Punching a 9mm hole between Quintana’s eyes had left an exit wound the size of a pomelo sangre, but Antonio Castillo wasn’t worried about the mess. It wasn’t his house, and he’d already gotten what he came for.
Castillo hit the gas, and tore down the narrow tunnel blindly, no light at the other end. Twelve feet under the ground, the one way, one lane, narrow highway was a straight shot to the US border. Nogales to Nogales, it was a ten mile trek out of Mexico.
His co-conspirators: he’d sold them out, but they’d cost him nothing. He’d recruited them with the promise of a piece of the action. After they took out Quintana’s protection, he took them out; saving the last dance between himself and Quintana. The air was cool, his mind sharp, as the Range Rover’s tires glided smoothly over tightly packed dirt. Castillo reflected on their last conversation.
“Take it all. There’s 50 Kilos”, Quintana had said.
“I don’t want the coke. I’m here for the cash. What’s the combo to the safe?”
Quintana with a look that was a tell, “Its Sonora business. I’m just the custodian. They don’t give me the combo.”
That’s when Castillo put the 9mm someplace sacred, on Quintana’s virgin daughter, Marisol.
Quintana gave up the digits quick and the wall safe swung open. “Take what you want. Just leave us in peace.”
But for Castillo, that wasn’t good enough. He’d watched men like Quintana, who had it all, toss pesos at squalid-slum dwelling urchins, on the streets of Nogales as they strode by in alligator loafers. Castillo decided to fuck Quintana’s daughter in the mouth with a hollow point round, just before he turned the barrel on Quintana, pressing it between his eyes.

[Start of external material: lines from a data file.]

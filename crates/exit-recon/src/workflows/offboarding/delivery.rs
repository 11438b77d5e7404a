use std::collections::BTreeSet;
use std::path::PathBuf;

use async_trait::async_trait;

/// Message handed to the delivery collaborator once the artifact exists.
#[derive(Debug, Clone, PartialEq, Eq)]
pub struct DeliveryRequest {
    pub recipients: BTreeSet<String>,
    pub subject: String,
    pub body: String,
    pub attachment_path: PathBuf,
}

/// Outbound hook (e-mail, file drop, ...) receiving the finished report.
#[async_trait]
pub trait ReportDelivery: Send + Sync {
    async fn send(&self, request: &DeliveryRequest) -> Result<(), DeliveryError>;
}

#[derive(Debug, thiserror::Error)]
pub enum DeliveryError {
    #[error("no report recipients configured")]
    NoRecipients,
    #[error("delivery transport unavailable: {0}")]
    Transport(String),
}

/// Static delivery settings resolved from configuration.
#[derive(Debug, Clone, PartialEq, Eq)]
pub struct DeliverySettings {
    pub recipients: BTreeSet<String>,
    pub subject: String,
    pub body: String,
    /// Keep the artifact on disk after a successful delivery.
    pub keep_artifact: bool,
}

impl DeliverySettings {
    pub fn request_for(&self, attachment_path: PathBuf) -> DeliveryRequest {
        DeliveryRequest {
            recipients: self.recipients.clone(),
            subject: self.subject.clone(),
            body: self.body.clone(),
            attachment_path,
        }
    }
}

impl Default for DeliverySettings {
    fn default() -> Self {
        Self {
            recipients: BTreeSet::new(),
            subject: "Employee Exit Report".to_string(),
            body: "Please find the attached Employee Exit Report.".to_string(),
            keep_artifact: false,
        }
    }
}
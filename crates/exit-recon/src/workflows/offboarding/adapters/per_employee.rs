use async_trait::async_trait;
use serde_json::{json, Value};
use tracing::{debug, warn};

use super::descriptor::SystemDescriptor;
use super::SystemAdapter;
use crate::workflows::offboarding::domain::{EmployeeRecord, SystemStatusEntry};
use crate::workflows::offboarding::normalizer::REQUEST_FAILED_MARKER;
use crate::workflows::offboarding::upstream::{scalar_text, UpstreamClient, UpstreamError};

const RESPONSE_MESSAGE_KEY: &str = "RESPONSE_MESSAGE";

/// Adapter for the deactivation service that only accepts one employee per call.
///
/// A failed call for one employee records [`REQUEST_FAILED_MARKER`] for that employee and
/// the loop carries on; this adapter never fails the whole system.
#[derive(Debug)]
pub struct PerEmployeeAdapter {
    descriptor: SystemDescriptor,
    client: UpstreamClient,
    service_key: String,
}

impl PerEmployeeAdapter {
    pub(super) fn new(
        descriptor: SystemDescriptor,
        client: UpstreamClient,
        service_key: String,
    ) -> Self {
        Self {
            descriptor,
            client,
            service_key,
        }
    }

    fn request_body(&self, employee: &EmployeeRecord) -> Value {
        let mut services = serde_json::Map::new();
        services.insert(
            self.service_key.clone(),
            json!([{
                "X_USER_ID": employee.id,
                "X_LOGIN_ID": employee.company_email,
            }]),
        );

        json!({
            "interfaces": {},
            "services": services,
        })
    }

    async fn query_one(&self, employee: &EmployeeRecord) -> Result<String, UpstreamError> {
        let system = self.descriptor.id.as_str();
        let response = self
            .client
            .post_json(
                system,
                &self.descriptor.url,
                &self.descriptor.headers,
                &self.request_body(employee),
            )
            .await?;

        response_message(&response, &self.service_key).ok_or_else(|| UpstreamError::MissingKey {
            system: system.to_string(),
            key: RESPONSE_MESSAGE_KEY.to_string(),
        })
    }
}

#[async_trait]
impl SystemAdapter for PerEmployeeAdapter {
    fn descriptor(&self) -> &SystemDescriptor {
        &self.descriptor
    }

    async fn fetch_statuses(
        &self,
        roster: &[EmployeeRecord],
    ) -> Result<Vec<SystemStatusEntry>, UpstreamError> {
        let system = self.descriptor.id.as_str();
        let mut entries = Vec::with_capacity(roster.len());

        for employee in roster {
            let raw_status = match self.query_one(employee).await {
                Ok(message) => message,
                Err(err) => {
                    warn!(system, employee = %employee.id, error = %err, "per-employee call failed");
                    REQUEST_FAILED_MARKER.to_string()
                }
            };

            entries.push(SystemStatusEntry {
                employee_id: employee.id.clone(),
                employee_email: employee.company_email.clone(),
                raw_status,
            });
        }

        debug!(system, reported = entries.len(), "per-employee statuses collected");
        Ok(entries)
    }
}

/// `services.<service_key>.records[0].data[0].RESPONSE_MESSAGE`
pub(crate) fn response_message(response: &Value, service_key: &str) -> Option<String> {
    response
        .get("services")?
        .get(service_key)?
        .get("records")?
        .get(0)?
        .get("data")?
        .get(0)?
        .get(RESPONSE_MESSAGE_KEY)
        .and_then(scalar_text)
}
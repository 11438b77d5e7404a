use std::sync::Arc;

use axum::{
    extract::State,
    http::StatusCode,
    response::{IntoResponse, Response},
    routing::{get, post},
    Router,
};
use chrono::Utc;
use serde_json::json;
use tracing::{error, info, warn};

use super::delivery::ReportDelivery;
use super::resolver::SingleEmployeeQuery;
use super::roster::{RosterError, RosterProvider};
use super::service::{BatchError, BatchOutcome, ExitStatusService};

/// Router exposing batch generation, background scheduling, and single-employee lookup.
pub fn exit_router<R, D>(service: Arc<ExitStatusService<R, D>>) -> Router
where
    R: RosterProvider + 'static,
    D: ReportDelivery + 'static,
{
    Router::new()
        .route(
            "/employee-exit/generate-report",
            get(generate_report_handler::<R, D>),
        )
        .route(
            "/employee-exit/schedule-report",
            get(schedule_report_handler::<R, D>),
        )
        .route(
            "/employee-exit/process-exit",
            post(process_exit_handler::<R, D>),
        )
        .with_state(service)
}

pub(crate) async fn generate_report_handler<R, D>(
    State(service): State<Arc<ExitStatusService<R, D>>>,
) -> Response
where
    R: RosterProvider + 'static,
    D: ReportDelivery + 'static,
{
    match service.run_batch().await {
        Ok(BatchOutcome::NothingToDo) => {
            let payload = json!({
                "message": "No exiting employees found",
                "employees": 0,
                "failedSystems": [],
            });
            (StatusCode::OK, axum::Json(payload)).into_response()
        }
        Ok(BatchOutcome::Delivered(summary)) => {
            let message = if summary.delivered {
                "Report generated and sent successfully!"
            } else {
                "Report generated; no recipients configured"
            };
            let payload = json!({
                "message": message,
                "employees": summary.employees,
                "delivered": summary.delivered,
                "reportPath": summary.artifact_retained.then(|| summary.report_path.display().to_string()),
                "failedSystems": summary.failed_systems,
            });
            (StatusCode::OK, axum::Json(payload)).into_response()
        }
        Err(err) => batch_error_response(&err),
    }
}

pub(crate) async fn schedule_report_handler<R, D>(
    State(service): State<Arc<ExitStatusService<R, D>>>,
) -> Response
where
    R: RosterProvider + 'static,
    D: ReportDelivery + 'static,
{
    tokio::spawn(async move {
        match service.run_batch().await {
            Ok(BatchOutcome::NothingToDo) => info!("scheduled batch found no exiting employees"),
            Ok(BatchOutcome::Delivered(summary)) => {
                info!(employees = summary.employees, "scheduled batch delivered")
            }
            Err(BatchError::AlreadyRunning) => warn!("scheduled batch skipped, one is already running"),
            Err(err) => error!(error = %err, "scheduled batch failed"),
        }
    });

    let payload = json!({ "message": "Report scheduled!" });
    (StatusCode::ACCEPTED, axum::Json(payload)).into_response()
}

pub(crate) async fn process_exit_handler<R, D>(
    State(service): State<Arc<ExitStatusService<R, D>>>,
    axum::Json(query): axum::Json<SingleEmployeeQuery>,
) -> Response
where
    R: RosterProvider + 'static,
    D: ReportDelivery + 'static,
{
    match service.lookup(&query).await {
        Ok(view) => (StatusCode::OK, axum::Json(view)).into_response(),
        Err(err) => batch_error_response(&err),
    }
}

/// Status code and reason phrase reported for a failed batch or lookup.
pub fn batch_error_status(err: &BatchError) -> (StatusCode, &'static str) {
    match err {
        BatchError::AlreadyRunning => (StatusCode::CONFLICT, "Conflict"),
        BatchError::Roster(RosterError::Upstream(_)) => (StatusCode::BAD_GATEWAY, "API error"),
        BatchError::Roster(RosterError::Validation(_)) | BatchError::Validation(_) => {
            (StatusCode::BAD_REQUEST, "Bad Request")
        }
        BatchError::Report(_) | BatchError::Delivery(_) => {
            (StatusCode::INTERNAL_SERVER_ERROR, "Internal Server Error")
        }
    }
}

/// `{timestamp, status, error, message}` error body.
pub fn batch_error_response(err: &BatchError) -> Response {
    let (status, reason) = batch_error_status(err);
    if status.is_server_error() {
        error!(error = %err, "employee exit request failed");
    }
    let payload = json!({
        "timestamp": Utc::now().to_rfc3339(),
        "status": status.as_u16(),
        "error": reason,
        "message": err.to_string(),
    });
    (status, axum::Json(payload)).into_response()
}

Quintana had more than cash to offer Castillo. He had connections. Specifically, his cousin Julio Salamanca the Third. The chief proprietor of a film distribution company, out of The Neon City. Legit, if you wanted to call it that. Everything from solo masturbation to gangbang flicks. But a solid front for the real business, nonetheless. Ruthless, yet clinically precise; he had no rivals. Castillo would introduce himself at the funeral as a close former associate of Quintana’s. Then he’d buy his way into the action.
Castillo downshifted quickly, then pressed down hard on the brake, before he hit the wall. He killed the engine, then tossed the 9mm into the back seat. He stepped out of the Range Rover, leaving the headlights on. He could see the ladder that lead to the surface; beyond the manhole cover that opened up inside an abandoned warehouse in Nogales, AZ. He peeled the disposable vinyl gloves.
The authorities wouldn’t find shit. And the police back in Mexico were a joke. The cartel would do their own investigation, but since his two co-conspirators were former Zetas, the hit would only spawn retribution in the ongoing war between the Cartels.
He checked the designer calfskin mission bag: one-fifty in 75 hundred American 20 dollar bills. One-forty, really. It had cost him 10 Gs for a legit, dummy passport. He ran his fingers through his scruffy beard, glancing at the passport photo: he had a nice clean shave, and his cheek bones looked good. It was him alright, but with a different name.
Three weeks later, he was back in Nogales, on the Mexico side of the border. Clean shaven, and in the finest threads Quintana’s money could buy. He approached Salamanca at the funeral. Although he came from the slums, Castillo’s English was impeccably American. The son of a local woman and a gringo, he’d mastered English before age 11, when his father left his mother, who took her bastard son back to the city of her birth.
“I was an investment consultant for your cousin, Mr. Salamanca. And I sincerely hope to continue a symbiotic business relationship with your family. I understand you own a profitable film distribution company, Verde Oro Productions.”
Salamanca looked him over. Piss colored scleras swilling around irises black as surveillance camera lenses. “I’m sorry, I didn’t get your name.”
“Max. Max Castle. I’m interested in investing in your company.”